After it has calculated all of the event probabilities, the code refreshes the picGraph PictureBox to make it display the results. The following code shows how the picGraph control’s Paint event handler draws the graph.

// Draw the data.
private void picGraph_Paint(object sender, PaintEventArgs e)
{
    // Clear.
    e.Graphics.Clear(picGraph.BackColor);
    if (Points.Length < 2) return;
    e.Graphics.SmoothingMode = SmoothingMode.AntiAlias;

    // Transform from world coordinates to screen coordinates.
    RectangleF rect = new RectangleF(0, 0, Points.Length + 1, 100);
    PointF[] pts =
    {
        new PointF(0, picGraph.ClientSize.Height),
        new PointF(picGraph.ClientSize.Width,
                   picGraph.ClientSize.Height),
        new PointF(0, 0)
    };
    Matrix transform = new Matrix(rect, pts);

    using (Pen pen = new Pen(Color.Gray, 0))
    {
        // Draw the axes.
        using (StringFormat sf = new StringFormat())
        {
            sf.LineAlignment = StringAlignment.Center;
            for (int i = 0; i <= 100; i += 10)
            {
                // See where this should be.
                pts = new PointF[]
                {
                    new PointF(0, i),
                    new PointF(Points.Length, i),
                };
                transform.TransformPoints(pts);
                e.Graphics.DrawLine(pen, pts[0], pts[1]);
                e.Graphics.DrawString(i.ToString(), this.Font,
                    Brushes.Green, pts[0], sf);
            }

            sf.Alignment = StringAlignment.Center;
            sf.LineAlignment = StringAlignment.Far;
            int skip = (int)(Points.Length / 10);
            skip = 5 * (int)(skip / 5);
            if (skip < 1) skip = 1;
            for (int i = 0; i < Points.Length; i += skip)
            {
                // See where this should be.
                pts = new PointF[]
                {
                    new PointF(i, 0),
                    new PointF(i, 5),
                };
                transform.TransformPoints(pts);
                e.Graphics.DrawLine(pen, pts[0], pts[1]);
                e.Graphics.DrawString(i.ToString(), this.Font,
                    Brushes.Green, pts[0], sf);
            }
        }

        // Draw the graph.
        pen.Color = Color.Blue;
        e.Graphics.Transform = transform;
        e.Graphics.DrawLines(pen, Points);
    }
}

This code first clears the PictureBox. Then if there are no data points it simply returns.

The code then creates a transformation matrix to transform the data to fit the PictureBox. To do that it creates a RectangleF representing the points’ world coordinate bounds. Those ranges from 0 to 100 in the Y direction (the percentages) and 0 to the number of events in the X direction.

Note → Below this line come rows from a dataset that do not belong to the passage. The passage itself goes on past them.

use std::time::Duration;

use axum::{
    async_trait,
    extract::{FromRef, FromRequestParts},
    http::request::Parts,
};
use jsonwebtoken::{decode, encode, DecodingKey, EncodingKey, Header, Validation};
use serde::{Deserialize, Serialize};
use time::{Duration as TimeDuration, OffsetDateTime};
use tracing::{debug, warn};
use uuid::Uuid;

use crate::{
    config::JwtConfig,
    error::ApiError,
    state::AppState,
    users::repo::{Role, User},
};

#[derive(Debug, Serialize, Deserialize)]
pub struct Claims {
    pub sub: Uuid,
    pub exp: usize,
    pub iat: usize,
    pub iss: String,
    pub aud: String,
}

#[derive(Clone)]
pub struct JwtKeys {
    pub encoding: EncodingKey,
    pub decoding: DecodingKey,
    pub issuer: String,
    pub audience: String,
    pub ttl: Duration,
}

impl JwtKeys {
    pub fn from_config(cfg: &JwtConfig) -> Self {
        Self {
            encoding: EncodingKey::from_secret(cfg.secret.as_bytes()),
            decoding: DecodingKey::from_secret(cfg.secret.as_bytes()),
            issuer: cfg.issuer.clone(),
            audience: cfg.audience.clone(),
            ttl: Duration::from_secs((cfg.ttl_minutes as u64) * 60),
        }
    }

    pub fn sign(&self, user_id: Uuid) -> anyhow::Result<String> {
        let now = OffsetDateTime::now_utc();
        let exp = now + TimeDuration::seconds(self.ttl.as_secs() as i64);
        let claims = Claims {
            sub: user_id,
            iat: now.unix_timestamp() as usize,
            exp: exp.unix_timestamp() as usize,
            iss: self.issuer.clone(),
            aud: self.audience.clone(),
        };
        let token = encode(&Header::default(), &claims, &self.encoding)?;
        debug!(user_id = %user_id, "jwt signed");
        Ok(token)
    }

    pub fn verify(&self, token: &str) -> anyhow::Result<Claims> {
        let mut validation = Validation::default();
        validation.set_audience(std::slice::from_ref(&self.audience));
        validation.set_issuer(std::slice::from_ref(&self.issuer));
        let data = decode::<Claims>(token, &self.decoding, &validation)?;
        Ok(data.claims)
    }
}

impl FromRef<AppState> for JwtKeys {
    fn from_ref(state: &AppState) -> Self {
        Self::from_config(&state.config.jwt)
    }
}

/// Authenticated user for protected routes. Rejects tokens minted before the
/// last password change, and deactivated accounts fall out through the
/// default active-only lookup.
pub struct CurrentUser(pub User);

#[async_trait]
impl FromRequestParts<AppState> for CurrentUser {
    type Rejection = ApiError;

    async fn from_request_parts(
        parts: &mut Parts,
        state: &AppState,
    ) -> Result<Self, Self::Rejection> {
        let auth = parts
            .headers
            .get(axum::http::header::AUTHORIZATION)
            .and_then(|h| h.to_str().ok())
            .ok_or_else(|| ApiError::Unauthorized("Missing Authorization header".into()))?;

        let token = auth
            .strip_prefix("Bearer ")
            .or_else(|| auth.strip_prefix("bearer "))
            .ok_or_else(|| ApiError::Unauthorized("Invalid auth scheme".into()))?;

        let keys = JwtKeys::from_ref(state);
        let claims = keys.verify(token).map_err(|_| {
            warn!("invalid or expired token");
            ApiError::Unauthorized("Invalid or expired token".into())
        })?;

        let user = User::find_by_id(&state.db, claims.sub)
            .await?
            .ok_or_else(|| ApiError::Unauthorized("User no longer exists".into()))?;

        if user.changed_password_after(claims.iat as i64) {
            return Err(ApiError::Unauthorized(
                "Password changed recently, please log in again".into(),
            ));
        }

        Ok(CurrentUser(user))
    }
}

pub fn require_role(user: &User, allowed: &[Role]) -> Result<(), ApiError> {
    if allowed.iter().any(|role| user.has_role(*role)) {
        Ok(())
    } else {
        Err(ApiError::Forbidden(
            "You do not have permission to perform this action".into(),
        ))
    }
}

#[cfg(test)]
mod tests {
    use super::*;
    use crate::state::AppState;

    fn make_keys() -> JwtKeys {
        let state = AppState::fake();
        JwtKeys::from_ref(&state)
    }

    #[tokio::test]
    async fn sign_and_verify_roundtrip() {
        let keys = make_keys();
        let user_id = Uuid::new_v4();
        let token = keys.sign(user_id).expect("sign");
        let claims = keys.verify(&token).expect("verify");
        assert_eq!(claims.sub, user_id);
        assert_eq!(claims.iss, "test-issuer");
        assert_eq!(claims.aud, "test-aud");
        assert!(claims.exp > claims.iat);
    }

    #[tokio::test]
    async fn verify_rejects_garbage() {
        let keys = make_keys();
        assert!(keys.verify("not-a-jwt").is_err());
    }

    #[tokio::test]
    async fn verify_rejects_wrong_secret() {
        let keys = make_keys();
        let other = JwtKeys::from_config(&crate::config::JwtConfig {
            secret: "different-secret".into(),
            issuer: "test-issuer".into(),
            audience: "test-aud".into(),
            ttl_minutes: 5,
        });
        let token = other.sign(Uuid::new_v4()).expect("sign");
        assert!(keys.verify(&token).is_err());
    }

    #[test]
    fn require_role_allows_listed_roles_only() {
        let user = User {
            id: Uuid::new_v4(),
            name: "Guide".into(),
            email: "guide@example.com".into(),
            role: "guide".into(),
            password_hash: String::new(),
            password_changed_at: None,
            password_reset_token: None,
            password_reset_expires: None,
            active: true,
            created_at: OffsetDateTime::now_utc(),
        };
        assert!(require_role(&user, &[Role::Guide, Role::Admin]).is_ok());
        let err = require_role(&user, &[Role::Admin]).unwrap_err();
        assert!(matches!(err, ApiError::Forbidden(_)));
    }
}
use axum::Router;

use crate::state::AppState;

pub mod dto;
pub mod geo;
pub mod handlers;
pub mod reporting;
pub mod repo;

pub fn router() -> Router<AppState> {
    handlers::router()
}
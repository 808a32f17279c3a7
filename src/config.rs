use serde::Deserialize;

#[derive(Debug, Clone, Deserialize)]
pub struct JwtConfig {
    pub secret: String,
    pub issuer: String,
    pub audience: String,
    pub ttl_minutes: i64,
}

/// SMTP relay used for password-reset mail. Optional: without SMTP_HOST the
/// service still runs and reset tokens are only persisted, never delivered.
#[derive(Debug, Clone, Deserialize)]
pub struct SmtpConfig {
    pub host: String,
    pub username: String,
    pub password: String,
    pub from: String,
}

#[derive(Debug, Clone, Deserialize)]
pub struct AppConfig {
    pub database_url: String,
    pub jwt: JwtConfig,
    pub smtp: Option<SmtpConfig>,
}

impl AppConfig {
    pub fn from_env() -> anyhow::Result<Self> {
        let database_url = std::env::var("DATABASE_URL")?;
        let jwt = JwtConfig {
            secret: std::env::var("JWT_SECRET")?,
            issuer: std::env::var("JWT_ISSUER").unwrap_or_else(|_| "tourbook".into()),
            audience: std::env::var("JWT_AUDIENCE").unwrap_or_else(|_| "tourbook-users".into()),
            ttl_minutes: std::env::var("JWT_TTL_MINUTES")
                .ok()
                .and_then(|v| v.parse::<i64>().ok())
                .unwrap_or(90 * 24 * 60),
        };
        let smtp = match std::env::var("SMTP_HOST") {
            Ok(host) => Some(SmtpConfig {
                host,
                username: std::env::var("SMTP_USERNAME").unwrap_or_default(),
                password: std::env::var("SMTP_PASSWORD").unwrap_or_default(),
                from: std::env::var("SMTP_FROM")
                    .unwrap_or_else(|_| "Tourbook <no-reply@tourbook.local>".into()),
            }),
            Err(_) => None,
        };
        Ok(Self {
            database_url,
            jwt,
            smtp,
        })
    }
}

The code also creates an array of points indicating where on the PictureBox the upper left, upper right, and lower left corners of the world coordinate bounds should be mapped. It uses the RectangleF and the array of points to create a Matrix that maps from world coordinates to PictureBox coordinates.

The program then draws the graph. It creates a thin pen to draw with and makes a StringFormat object for use when drawing text.

Next the code draws horizontal lines for every multiple 10% probability. It draws a line connecting the points (0, i) - (Points.Length, i) for i = 10, 20, 30, and so forth. To do this, the code must transform the coordinates of the points so they match up with the transformed points in the graph. It does that by calling the transformation matrix’s TransformPoints method.

After it draws each horizontal line, the code also draws text giving the line’s probability. It positions the text at the line’s left end point (0, i) and centered vertically on the line.

Next the code draws the X axis. It loops over values between 0 and the number of events drawing vertical tick marks and the event numbers.

After drawing the axes and their labels, drawing the actual graph is simple. The code applies the transformation matrix to the Graphics object and calls that object’s DrawLines method to draw the lines.

When you resize the form, the PictureBox control’s Resize event handler also refreshes the PictureBox so you can make the graph bigger if you like.